Vous voulez en fait transformer ces collectivités en simples services déconcentrés de l’État

Fiscalité des collectivités territoriales -

Par / 17 janvier 2012
Vous voulez en fait transformer ces collectivités en simples services déconcentrés de l’État
Vous voulez en fait transformer ces collectivités en simples services déconcentrés de l’État

Monsieur le président, monsieur le ministre, mes chers collègues, permettez-moi de m’interroger sur la thématique de ces questions cribles. En effet, peut-on encore parler de fiscalité des collectivités locales alors qu’elle tend à disparaître, tout particulièrement la fiscalité directe ?

M. Alain Le Vern. Exact !

M. Christian Favier. Il y a quelques années, les ressources fiscales représentaient 60 % des recettes des collectivités locales et la fiscalité directe en constituait les trois quarts.

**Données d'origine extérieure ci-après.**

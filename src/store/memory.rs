//! In-memory fact store for testing.

use std::collections::{BTreeMap, BTreeSet};

use async_trait::async_trait;
use parking_lot::RwLock;
use uuid::Uuid;

use super::FactStore;
use crate::types::{
    AclEntry, FactComment, FactId, FactRecord, MetaFactBinding, ObjectId, ObjectRecord,
    OriginRecord,
};

/// Error type for in-memory store.
#[derive(Debug, Clone, thiserror::Error)]
pub enum InMemoryError {
    /// Fact not found.
    #[error("Fact not found: {0}")]
    FactNotFound(FactId),
}

#[derive(Debug, Default)]
struct Inner {
    objects: BTreeMap<ObjectId, ObjectRecord>,
    facts: BTreeMap<FactId, FactRecord>,
    /// Fact -> meta facts annotating it.
    bindings: BTreeMap<FactId, BTreeSet<FactId>>,
    acl_entries: BTreeMap<FactId, Vec<AclEntry>>,
    comments: BTreeMap<FactId, Vec<FactComment>>,
    origins: BTreeMap<Uuid, OriginRecord>,
    /// Object -> facts touching it as source or destination.
    object_facts: BTreeMap<ObjectId, BTreeSet<FactId>>,
}

impl Inner {
    fn index_fact(&mut self, fact: &FactRecord) {
        if let Some(source) = fact.source_object_id {
            self.object_facts.entry(source).or_default().insert(fact.id);
        }
        if let Some(destination) = fact.destination_object_id {
            self.object_facts
                .entry(destination)
                .or_default()
                .insert(fact.id);
        }
    }
}

/// In-memory fact store for testing.
///
/// Uses BTreeMap/BTreeSet for deterministic iteration order. State lives
/// behind a `parking_lot::RwLock` so that the gateway's save methods take
/// `&self` like any other backend.
#[derive(Debug, Default)]
pub struct InMemoryFactStore {
    inner: RwLock<Inner>,
}

impl InMemoryFactStore {
    /// Create a new empty store.
    pub fn new() -> Self {
        Self::default()
    }

    /// Add an object to the store (test setup).
    pub fn add_object(&self, object: ObjectRecord) {
        self.inner.write().objects.insert(object.id, object);
    }

    /// Add a fact to the store and index its endpoints (test setup).
    pub fn add_fact(&self, fact: FactRecord) {
        let mut inner = self.inner.write();
        inner.index_fact(&fact);
        inner.facts.insert(fact.id, fact);
    }

    /// Add an origin to the store (test setup).
    pub fn add_origin(&self, origin: OriginRecord) {
        self.inner.write().origins.insert(origin.id, origin);
    }

    /// Number of facts in the store.
    pub fn num_facts(&self) -> usize {
        self.inner.read().facts.len()
    }

    /// Number of meta-fact bindings in the store.
    pub fn num_bindings(&self) -> usize {
        self.inner.read().bindings.values().map(|set| set.len()).sum()
    }
}

#[async_trait]
impl FactStore for InMemoryFactStore {
    type Error = InMemoryError;

    async fn get_fact(&self, id: &FactId) -> Result<Option<FactRecord>, Self::Error> {
        Ok(self.inner.read().facts.get(id).cloned())
    }

    async fn save_fact(&self, fact: FactRecord) -> Result<FactRecord, Self::Error> {
        let mut inner = self.inner.write();
        inner.index_fact(&fact);
        inner.facts.insert(fact.id, fact.clone());
        Ok(fact)
    }

    async fn save_meta_fact_binding(&self, binding: MetaFactBinding) -> Result<(), Self::Error> {
        let mut inner = self.inner.write();
        if !inner.facts.contains_key(&binding.fact_id) {
            return Err(InMemoryError::FactNotFound(binding.fact_id));
        }
        if !inner.facts.contains_key(&binding.meta_fact_id) {
            return Err(InMemoryError::FactNotFound(binding.meta_fact_id));
        }
        inner
            .bindings
            .entry(binding.fact_id)
            .or_default()
            .insert(binding.meta_fact_id);
        Ok(())
    }

    async fn get_meta_fact_bindings(
        &self,
        fact_id: &FactId,
    ) -> Result<Vec<MetaFactBinding>, Self::Error> {
        Ok(self
            .inner
            .read()
            .bindings
            .get(fact_id)
            .map(|metas| {
                metas
                    .iter()
                    .map(|meta| MetaFactBinding::new(*fact_id, *meta))
                    .collect()
            })
            .unwrap_or_default())
    }

    async fn save_acl_entries(
        &self,
        fact_id: &FactId,
        subject_ids: &[Uuid],
        granted_by_origin_id: Uuid,
        timestamp: i64,
    ) -> Result<Vec<Uuid>, Self::Error> {
        let mut inner = self.inner.write();
        let fact = inner
            .facts
            .get_mut(fact_id)
            .ok_or(InMemoryError::FactNotFound(*fact_id))?;

        let mut applied = Vec::new();
        let mut entries = Vec::new();
        for subject_id in subject_ids {
            // Append-only: an already-granted subject is skipped, not duplicated.
            if fact.acl.insert(*subject_id) {
                applied.push(*subject_id);
                entries.push(AclEntry::new(
                    *fact_id,
                    *subject_id,
                    granted_by_origin_id,
                    timestamp,
                ));
            }
        }
        inner.acl_entries.entry(*fact_id).or_default().extend(entries);
        applied.sort();
        Ok(applied)
    }

    async fn get_acl_entries(&self, fact_id: &FactId) -> Result<Vec<AclEntry>, Self::Error> {
        let mut entries = self
            .inner
            .read()
            .acl_entries
            .get(fact_id)
            .cloned()
            .unwrap_or_default();
        entries.sort();
        Ok(entries)
    }

    async fn save_comment(&self, comment: FactComment) -> Result<(), Self::Error> {
        let mut inner = self.inner.write();
        if !inner.facts.contains_key(&comment.fact_id) {
            return Err(InMemoryError::FactNotFound(comment.fact_id));
        }
        inner
            .comments
            .entry(comment.fact_id)
            .or_default()
            .push(comment);
        Ok(())
    }

    async fn get_comments(&self, fact_id: &FactId) -> Result<Vec<FactComment>, Self::Error> {
        let mut comments = self
            .inner
            .read()
            .comments
            .get(fact_id)
            .cloned()
            .unwrap_or_default();
        comments.sort();
        Ok(comments)
    }

    async fn get_object(&self, id: &ObjectId) -> Result<Option<ObjectRecord>, Self::Error> {
        Ok(self.inner.read().objects.get(id).cloned())
    }

    async fn get_object_facts(&self, object_id: &ObjectId) -> Result<Vec<FactRecord>, Self::Error> {
        let inner = self.inner.read();
        Ok(inner
            .object_facts
            .get(object_id)
            .map(|fact_ids| {
                fact_ids
                    .iter()
                    .filter_map(|id| inner.facts.get(id).cloned())
                    .collect()
            })
            .unwrap_or_default())
    }

    async fn get_origin(&self, id: &Uuid) -> Result<Option<OriginRecord>, Self::Error> {
        Ok(self.inner.read().origins.get(id).cloned())
    }

    async fn save_origin(&self, origin: OriginRecord) -> Result<OriginRecord, Self::Error> {
        self.inner.write().origins.insert(origin.id, origin.clone());
        Ok(origin)
    }
}

#[cfg(test)]
mod tests {
    use super::*;
    use crate::types::AccessMode;

    fn make_fact(id: u128) -> FactRecord {
        FactRecord::new(
            FactId::new(Uuid::from_u128(id)),
            Uuid::from_u128(10),
            Uuid::from_u128(100),
            Uuid::from_u128(200),
            AccessMode::Public,
            1000,
        )
    }

    #[tokio::test]
    async fn test_save_and_get_fact() {
        let store = InMemoryFactStore::new();
        let fact = make_fact(1);
        let id = fact.id;

        store.save_fact(fact).await.unwrap();

        let retrieved = store.get_fact(&id).await.unwrap();
        assert!(retrieved.is_some());
        assert_eq!(retrieved.unwrap().id, id);
    }

    #[tokio::test]
    async fn test_object_fact_index_covers_both_endpoints() {
        let store = InMemoryFactStore::new();
        let source = ObjectId::new(Uuid::from_u128(11));
        let destination = ObjectId::new(Uuid::from_u128(12));
        store.add_object(ObjectRecord::new(source, Uuid::from_u128(5), "a"));
        store.add_object(ObjectRecord::new(destination, Uuid::from_u128(5), "b"));

        let fact = make_fact(1).with_endpoints(source, destination);
        store.save_fact(fact).await.unwrap();

        let from_source = store.get_object_facts(&source).await.unwrap();
        let from_destination = store.get_object_facts(&destination).await.unwrap();
        assert_eq!(from_source.len(), 1);
        assert_eq!(from_destination.len(), 1);
    }

    #[tokio::test]
    async fn test_binding_save_is_idempotent() {
        let store = InMemoryFactStore::new();
        let fact = make_fact(1);
        let meta = make_fact(2);
        let binding = MetaFactBinding::new(fact.id, meta.id);
        store.save_fact(fact).await.unwrap();
        store.save_fact(meta).await.unwrap();

        store.save_meta_fact_binding(binding).await.unwrap();
        store.save_meta_fact_binding(binding).await.unwrap();

        assert_eq!(store.num_bindings(), 1);
    }

    #[tokio::test]
    async fn test_binding_requires_both_facts() {
        let store = InMemoryFactStore::new();
        let fact = make_fact(1);
        let missing = FactId::new(Uuid::from_u128(99));
        store.save_fact(fact.clone()).await.unwrap();

        let result = store
            .save_meta_fact_binding(MetaFactBinding::new(fact.id, missing))
            .await;
        assert!(result.is_err());
    }

    #[tokio::test]
    async fn test_acl_entries_accumulate_without_duplicates() {
        let store = InMemoryFactStore::new();
        let fact = make_fact(1);
        let fact_id = fact.id;
        store.save_fact(fact).await.unwrap();

        let alice = Uuid::from_u128(1);
        let bob = Uuid::from_u128(2);
        let granter = Uuid::from_u128(9);

        let applied = store
            .save_acl_entries(&fact_id, &[alice, bob], granter, 1000)
            .await
            .unwrap();
        assert_eq!(applied, vec![alice, bob]);

        // Re-granting alice is a no-op; only the new subject is applied.
        let carol = Uuid::from_u128(3);
        let applied = store
            .save_acl_entries(&fact_id, &[alice, carol], granter, 2000)
            .await
            .unwrap();
        assert_eq!(applied, vec![carol]);

        let entries = store.get_acl_entries(&fact_id).await.unwrap();
        assert_eq!(entries.len(), 3);

        let fact = store.get_fact(&fact_id).await.unwrap().unwrap();
        assert!(fact.acl.contains(&alice) && fact.acl.contains(&bob) && fact.acl.contains(&carol));
    }

    #[tokio::test]
    async fn test_comments_ordered_by_timestamp() {
        let store = InMemoryFactStore::new();
        let fact = make_fact(1);
        let fact_id = fact.id;
        store.save_fact(fact).await.unwrap();

        let origin = Uuid::from_u128(9);
        store
            .save_comment(FactComment::new(Uuid::from_u128(2), fact_id, origin, "later", 2000))
            .await
            .unwrap();
        store
            .save_comment(FactComment::new(Uuid::from_u128(1), fact_id, origin, "earlier", 1000))
            .await
            .unwrap();

        let comments = store.get_comments(&fact_id).await.unwrap();
        assert_eq!(comments.len(), 2);
        assert_eq!(comments[0].comment, "earlier");
        assert_eq!(comments[1].comment, "later");
    }
}
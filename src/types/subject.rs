//! Subject snapshots: who is asking, and what they are allowed to do.

use serde::{Deserialize, Serialize};
use std::collections::{BTreeMap, BTreeSet};
use uuid::Uuid;

/// A function a subject may hold, scoped to an organization.
#[derive(Debug, Clone, Copy, PartialEq, Eq, PartialOrd, Ord, Hash, Serialize, Deserialize)]
pub enum Grant {
    /// Create facts (including retractions) for the organization.
    AddFacts,
    /// Administer the organization; implies read access to its
    /// role-based facts.
    Administer,
}

/// Immutable per-request snapshot of the requesting subject.
///
/// Captured once when a request starts and reused for its whole duration,
/// so that concurrent ACL or role changes cannot produce an inconsistent
/// partial view within a single traversal.
#[derive(Debug, Clone, Serialize, Deserialize)]
pub struct Subject {
    /// Unique subject identifier.
    pub id: Uuid,
    /// Display name.
    pub name: String,
    /// The subject's own organization.
    pub organization_id: Uuid,
    /// Organization-scoped grants.
    grants: BTreeMap<Uuid, BTreeSet<Grant>>,
}

impl Subject {
    /// Create a new subject snapshot with no grants.
    pub fn new(id: Uuid, name: impl Into<String>, organization_id: Uuid) -> Self {
        Self {
            id,
            name: name.into(),
            organization_id,
            grants: BTreeMap::new(),
        }
    }

    /// Add a grant scoped to an organization.
    pub fn with_grant(mut self, organization_id: Uuid, grant: Grant) -> Self {
        self.grants.entry(organization_id).or_default().insert(grant);
        self
    }

    /// Whether the subject holds a grant for the given organization.
    pub fn has_grant(&self, organization_id: Uuid, grant: Grant) -> bool {
        self.grants
            .get(&organization_id)
            .map(|set| set.contains(&grant))
            .unwrap_or(false)
    }
}
//! Traversal budgets and per-request tuning.

use serde::{Deserialize, Serialize};

/// Budget and tuning for a traversal execution.
///
/// ## Parameters
///
/// - `timeout_ms`: wall-clock budget for the engine run; exceeding it fails
///   the traversal instead of returning partial results
/// - `max_results`: step budget on the finalized result set
/// - `retraction_cache_size`: bound on the per-request retraction memo
#[derive(Debug, Clone, Serialize, Deserialize)]
pub struct TraversalPolicy {
    /// Wall-clock budget in milliseconds.
    pub timeout_ms: u64,
    /// Maximum number of facts in the finalized result set.
    pub max_results: usize,
    /// Maximum entries in the per-request retraction memo.
    pub retraction_cache_size: usize,
}

impl Default for TraversalPolicy {
    fn default() -> Self {
        Self {
            timeout_ms: 30_000,
            max_results: 10_000,
            retraction_cache_size: 10_000,
        }
    }
}

#[cfg(test)]
mod tests {
    use super::*;

    #[test]
    fn test_default_budget_is_bounded() {
        let policy = TraversalPolicy::default();
        assert!(policy.timeout_ms > 0);
        assert!(policy.max_results > 0);
        assert!(policy.retraction_cache_size > 0);
    }
}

Si nous sommes aujourd’hui incapables de chiffrer précisément la place de cette fiscalité, nous savons qu’elle a quasiment disparu pour les régions, en dehors de la modulation de la TIPP – taxe intérieure sur les produits pétroliers –, qu’elle est très faible pour les départements, qui ne votent plus que le seul taux du foncier bâti, et qu’elle est profondément réduite pour les communes, du fait de la disparition de la taxe professionnelle.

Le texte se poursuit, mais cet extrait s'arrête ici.